Soundproofing Index


The level of sound insulation that is provided by a product, or complete system, is obviously very important. But unfortunately, the terms used are very scientific, and insist on using superscript and subscript to hide their meanings! But don't worry, here we shall try to explain what they mean in layman's terms - if you want exact scientific definitions of these terms, then Google is your friend!

Airborne Noise

Airborne noise is stopped by putting something in between its source, and where you are. This something is usually some soundproof insulation. To be able to compare the performance of different insulation products we quote the number of decibels difference between the source room and the listening room. So if on one side of the soundproofing insulation is a speaker generating 60dB of noise, and on the other side we can hear it at 40dB, then the difference (performance) of the insulation is 20dB. The bigger the difference, the better the performance of the sound insulation.

There are, just to make things more complicated, a number of different versions of this difference. The same principles apply, it is just that each specifies how we test the sound on either sound of the wall in a slightly different way. There are two parts to look at:

What is the initial letter?
  1. Anything starting with a "D" is a field measurement - that means the difference was measured in a real world situation, and has as a result been subject to the noise leakage you would get in a real house (flanking noise and ambient noise for example.
  2. Anything starting with an "R" is a laboratory measurement. This means it is a more accurate reflection of the insulation performance, but doesn't take into consideration some of the challenges you would get in a real world situation.
Does it have "+ Ctr" after it?
  1. If it doesn't, then this is the straight difference observed by the equipment between each side of the insulation.
  2. If it does, then the difference has been adjusted to account for low frequency noise (for example bass noise) which is much harder to insulate against. This is usually a negative number, reducing the reported performance.

So following on from that explanation, the main four definitions of the sound insulation performance of a material are:

DnT,w - Weighted Standardised Field Level Difference
The difference, in decibels, between the level of noise either side of an object, tested in the field.

DnT,w + Ctr - Weighted Standardised Field Level Difference Adjusted for Control
The difference, in decibels, between the level of noise either side of an object, tested in the field, and adjusted to include how well it stops low frequency noise.

Rw - Weighted Sound Reduction Index
The difference, in decibels, between the level of noise either side of an object, tested in a lab.

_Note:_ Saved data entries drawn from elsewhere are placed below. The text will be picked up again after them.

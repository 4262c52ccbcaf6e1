use std::fs::File;
use std::io::{BufReader, BufWriter, Write};
use std::path::{Path, PathBuf};

use log::{debug, info};
use serde::{Deserialize, Serialize};

use super::SimulationObserver;
use crate::coord::{Coord2D, Shape2D};
use crate::error::Error;
use crate::field::Distributed2DField;
use crate::message::Communicator;




/**
 * Logs the simulation time and the sum of the field over the whole grid
 * every `interval` updates. The sum is a collective operation, so every
 * rank must carry this observer; only rank 0 writes to the log.
 */
pub struct ProgressLogger {
    interval: usize,
    count: usize,
}

impl ProgressLogger {
    pub fn new(interval: usize) -> Self {
        Self { interval: interval.max(1), count: 0 }
    }
}

impl<C: Communicator> SimulationObserver<C> for ProgressLogger {
    fn simulation_updated(&mut self, field: &Distributed2DField<C>) -> Result<(), Error> {
        self.count += 1;

        if self.count % self.interval != 0 {
            return Ok(());
        }
        let local: f64 = field.noghost_view().iter().sum();
        let comm = field.distribution().communicator();
        let total = comm.all_reduce_sum(local)?;

        if comm.rank() == 0 {
            info!("[{}] t={:.6} sum={:+.8e}", self.count, field.time(), total);
        }
        Ok(())
    }
}




#[derive(Clone, Debug, PartialEq, Serialize, Deserialize)]


/**
 * The interior of one process's block at one instant, with enough metadata
 * to place it in the global grid.
 */
pub struct Snapshot {
    pub iteration: usize,
    pub time: f64,
    pub rank: usize,
    pub coord: Coord2D,
    pub global_shape: Shape2D,
    pub global_offset: Coord2D,
    pub local_shape: Shape2D,
    pub delta_space: [f64; 2],
    pub values: Vec<f64>,
}




// ============================================================================
impl Snapshot {

    pub fn from_field<C: Communicator>(iteration: usize, field: &Distributed2DField<C>) -> Self {
        Self {
            iteration,
            time: field.time(),
            rank: field.distribution().rank(),
            coord: field.distribution().coord(),
            global_shape: field.global_shape(),
            global_offset: field.global_offset(),
            local_shape: field.local_shape(),
            delta_space: field.delta_space(),
            values: field.noghost_view().to_vec(),
        }
    }

    pub fn write(&self, path: &Path) -> Result<(), Error> {
        let file = File::create(path).map_err(|e| Error::Output(format!("{}: {}", path.display(), e)))?;
        let mut buffer = BufWriter::new(file);
        ciborium::ser::into_writer(self, &mut buffer).map_err(|e| Error::Output(format!("{}: {:?}", path.display(), e)))?;
        buffer.flush().map_err(|e| Error::Output(format!("{}: {}", path.display(), e)))
    }

    pub fn read(path: &Path) -> Result<Self, Error> {
        let file = File::open(path).map_err(|e| Error::Output(format!("{}: {}", path.display(), e)))?;
        ciborium::de::from_reader(BufReader::new(file)).map_err(|e| Error::Output(format!("{}: {:?}", path.display(), e)))
    }
}




/**
 * Writes a CBOR snapshot of each rank's interior every `interval` updates,
 * to `<prefix>.<iteration>.<rank>.cbor`.
 */
pub struct SnapshotWriter {
    prefix: PathBuf,
    interval: usize,
    count: usize,
}

impl SnapshotWriter {
    pub fn new<P: Into<PathBuf>>(prefix: P, interval: usize) -> Self {
        Self {
            prefix: prefix.into(),
            interval: interval.max(1),
            count: 0,
        }
    }

    pub fn path_for(&self, iteration: usize, rank: usize) -> PathBuf {
        let mut name = self.prefix.clone().into_os_string();
        name.push(format!(".{:06}.{:04}.cbor", iteration, rank));
        name.into()
    }
}

impl<C: Communicator> SimulationObserver<C> for SnapshotWriter {
    fn simulation_updated(&mut self, field: &Distributed2DField<C>) -> Result<(), Error> {
        self.count += 1;

        if self.count % self.interval != 0 {
            return Ok(());
        }
        let path = self.path_for(self.count, field.distribution().rank());
        Snapshot::from_field(self.count, field).write(&path)?;
        debug!("wrote {}", path.display());
        Ok(())
    }
}




// ============================================================================
#[cfg(test)]
mod test {

    use super::{ProgressLogger, Snapshot, SnapshotWriter};
    use crate::coord::{Coord2D, Shape2D};
    use crate::field::Distributed2DField;
    use crate::message::{spawn_group, LocalCommunicator};
    use crate::simulation::SimulationObserver;

    #[test]
    fn snapshot_writer_honours_its_interval() {
        let dir = std::env::temp_dir().join(format!("distgrid-snapshot-{}", std::process::id()));
        std::fs::create_dir_all(&dir).unwrap();

        let comm = LocalCommunicator::group(1).pop().unwrap();
        let mut field = Distributed2DField::from_communicator(comm, Shape2D::new(1, 1), Shape2D::new(2, 3), Shape2D::new(1, 1), [0.5, 0.25]).unwrap();
        field.noghost_view_mut().fill_with(|y, x| (y * 3 + x) as f64);
        field.set_time(1.5);

        let mut writer = SnapshotWriter::new(dir.join("heat"), 2);
        for _ in 0..4 {
            writer.simulation_updated(&field).unwrap();
        }
        assert!(!writer.path_for(1, 0).exists());
        assert!(!writer.path_for(3, 0).exists());

        let snapshot = Snapshot::read(&writer.path_for(4, 0)).unwrap();
        assert_eq!(snapshot.iteration, 4);
        assert_eq!(snapshot.time, 1.5);
        assert_eq!(snapshot.coord, Coord2D::new(0, 0));
        assert_eq!(snapshot.local_shape, Shape2D::new(2, 3));
        assert_eq!(snapshot.values, vec![0.0, 1.0, 2.0, 3.0, 4.0, 5.0]);

        std::fs::remove_dir_all(&dir).unwrap();
    }

    #[test]
    fn progress_logger_takes_part_in_the_global_sum() {
        let results = spawn_group(3, |comm| {
            let mut field = Distributed2DField::from_communicator(comm, Shape2D::new(3, 1), Shape2D::new(3, 2), Shape2D::new(0, 0), [1.0, 1.0]).unwrap();
            field.noghost_view_mut().fill(1.0);
            let mut logger = ProgressLogger::new(1);
            logger.simulation_updated(&field).is_ok()
        });
        assert!(results.into_iter().all(|ok| ok));
    }
}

Rw + Ctr - Weighted Sound Reduction Index Adjusted for Control
The difference, in decibels, between the level of noise either side of an object, tested in a lab, and adjusted to include how well it stops low frequency noise.

Impact Noise

Impact noise, for example the sound of footsteps in a flat above, is tested by tapping on one side of the wall or ceiling, and measuring on the other. Like airborne noise measurement, the result is given in decibels, but unhelpfully, with impact noise a lower value equals a better performance. Yes, that is crazy, but unfortunately we don't make the rules. So a flooring reporting impact difference of 5db is better performing than another that reports 10db. There are two main indexes, L’ nT,w and Ln,w:

L’nT,w - Weighted Standardised Field Impact Sound Pressure Level
The amount of impact noise transmitted through a material, in field conditions, so includes flanking transmission.

Ln,w - Weighted Normalised Impact Sound Pressure Level
The amount of impact noise transmitted through a material, in lab conditions, so does not include flanking transmission.